From the entries below, copy every line that holds the word "ProjectOrchestrated".

Dataset entries:
══════

//! Event types - the observable vocabulary of a project run

use chrono::{DateTime, Utc};
use serde::{Deserialize, Serialize};

/// Error taxonomy carried on failure events
#[derive(Debug, Clone, Copy, PartialEq, Eq, Serialize, Deserialize)]
#[serde(rename_all = "camelCase")]
pub enum ErrorKind {
    InputError,
    PayloadTooLarge,
    CyclicGraph,
    MissingProducer,
    WorkerUnavailable,
    Timeout,
    WorkerExitError,
    CheckpointFailed,
    ReworkExhausted,
    LoopDetected,
    Cancelled,
    LlmError,
    Internal,
}

impl std::fmt::Display for ErrorKind {
    fn fmt(&self, f: &mut std::fmt::Formatter<'_>) -> std::fmt::Result {
        let s = match self {
            Self::InputError => "InputError",
            Self::PayloadTooLarge => "PayloadTooLarge",
            Self::CyclicGraph => "CyclicGraph",
            Self::MissingProducer => "MissingProducer",
            Self::WorkerUnavailable => "WorkerUnavailable",
            Self::Timeout => "Timeout",
            Self::WorkerExitError => "WorkerExitError",
            Self::CheckpointFailed => "CheckpointFailed",
            Self::ReworkExhausted => "ReworkExhausted",
            Self::LoopDetected => "LoopDetected",
            Self::Cancelled => "Cancelled",
            Self::LlmError => "LLMError",
            Self::Internal => "Internal",
        };
        write!(f, "{}", s)
    }
}

/// One lifecycle event
///
/// The serialized `kind` discriminator is bit-exact; renaming a variant is a
/// breaking change for every observer.
#[derive(Debug, Clone, Serialize, Deserialize)]
#[serde(tag = "kind", rename_all = "snake_case", rename_all_fields = "camelCase")]
pub enum Event {
    /// The graph was built and quality gates injected
    ProjectOrchestrated {
        project_id: String,
        task_count: usize,
        critical_path_tasks: usize,
    },
    TaskReady { task_id: String },
    TaskStarted { task_id: String, worker_id: String },
    /// One important output line from a running worker
    TaskProgress { task_id: String, line: String },
    TaskCompleted {
        task_id: String,
        #[serde(skip_serializing_if = "Option::is_none")]
        quality_score: Option<f64>,
    },
    TaskFailed {
        task_id: String,
        error: ErrorKind,
        message: String,
        #[serde(skip_serializing_if = "Option::is_none")]
        diagnostic: Option<String>,
    },
    CheckpointStarted {
        task_id: String,
        reviews_task_id: String,
    },
    CheckpointCompleted {
        task_id: String,
        passed: bool,
        quality_score: f64,
    },
    CheckpointFailed {
        task_id: String,
        error: ErrorKind,
        message: String,
    },
    WorkerAssigned {
        task_id: String,
        worker_id: String,
        confidence: f64,
        expected_effort: u32,
    },
    WorkerHeartbeat {
        task_id: String,
        worker_id: String,
        elapsed_ms: u64,
    },
    ReworkRequested {
        task_id: String,
        attempt: u32,
        findings: Vec<String>,
    },
    ProjectCompleted { project_id: String },
    ProjectFailed {
        project_id: String,
        error: ErrorKind,
        message: String,
    },
    ProjectCancelled { project_id: String },
    /// Emitted after invocation teardown on shutdown or cancellation
    SessionCleanup { terminated: usize },
}

impl Event {
    /// The wire kind string for this event
    pub fn kind(&self) -> &'static str {
        match self {
            Event::ProjectOrchestrated { .. } => "project_orchestrated",
            Event::TaskReady { .. } => "task_ready",
            Event::TaskStarted { .. } => "task_started",
            Event::TaskProgress { .. } => "task_progress",
            Event::TaskCompleted { .. } => "task_completed",
            Event::TaskFailed { .. } => "task_failed",
            Event::CheckpointStarted { .. } => "checkpoint_started",
            Event::CheckpointCompleted { .. } => "checkpoint_completed",
            Event::CheckpointFailed { .. } => "checkpoint_failed",
            Event::WorkerAssigned { .. } => "worker_assigned",
            Event::WorkerHeartbeat { .. } => "worker_heartbeat",
            Event::ReworkRequested { .. } => "rework_requested",
            Event::ProjectCompleted { .. } => "project_completed",
            Event::ProjectFailed { .. } => "project_failed",
            Event::ProjectCancelled { .. } => "project_cancelled",
            Event::SessionCleanup { .. } => "session_cleanup",
        }
    }

    /// The task this event concerns, when task-scoped
    pub fn task_id(&self) -> Option<&str> {
        match self {
            Event::TaskReady { task_id }
            | Event::TaskStarted { task_id, .. }
            | Event::TaskProgress { task_id, .. }
            | Event::TaskCompleted { task_id, .. }
            | Event::TaskFailed { task_id, .. }
            | Event::CheckpointStarted { task_id, .. }
            | Event::CheckpointCompleted { task_id, .. }
            | Event::CheckpointFailed { task_id, .. }
            | Event::WorkerAssigned { task_id, .. }
            | Event::WorkerHeartbeat { task_id, .. }
            | Event::ReworkRequested { task_id, .. } => Some(task_id),
            _ => None,
        }
    }

    /// True for the three run-terminal events
    pub fn is_terminal(&self) -> bool {
        matches!(
            self,
            Event::ProjectCompleted { .. } | Event::ProjectFailed { .. } | Event::ProjectCancelled { .. }
        )
    }
}

/// A timestamped event for log persistence
#[derive(Debug, Clone, Serialize, Deserialize)]
pub struct EventRecord {
    #[serde(rename = "ts")]
    pub timestamp: DateTime<Utc>,
    #[serde(flatten)]
    pub event: Event,
}

impl EventRecord {
    pub fn new(event: Event) -> Self {
        Self { timestamp: Utc::now(), event }
    }
}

══════

* EXERCISE OUTPUT *
    ProjectOrchestrated {
            Event::ProjectOrchestrated { .. } => "project_orchestrated",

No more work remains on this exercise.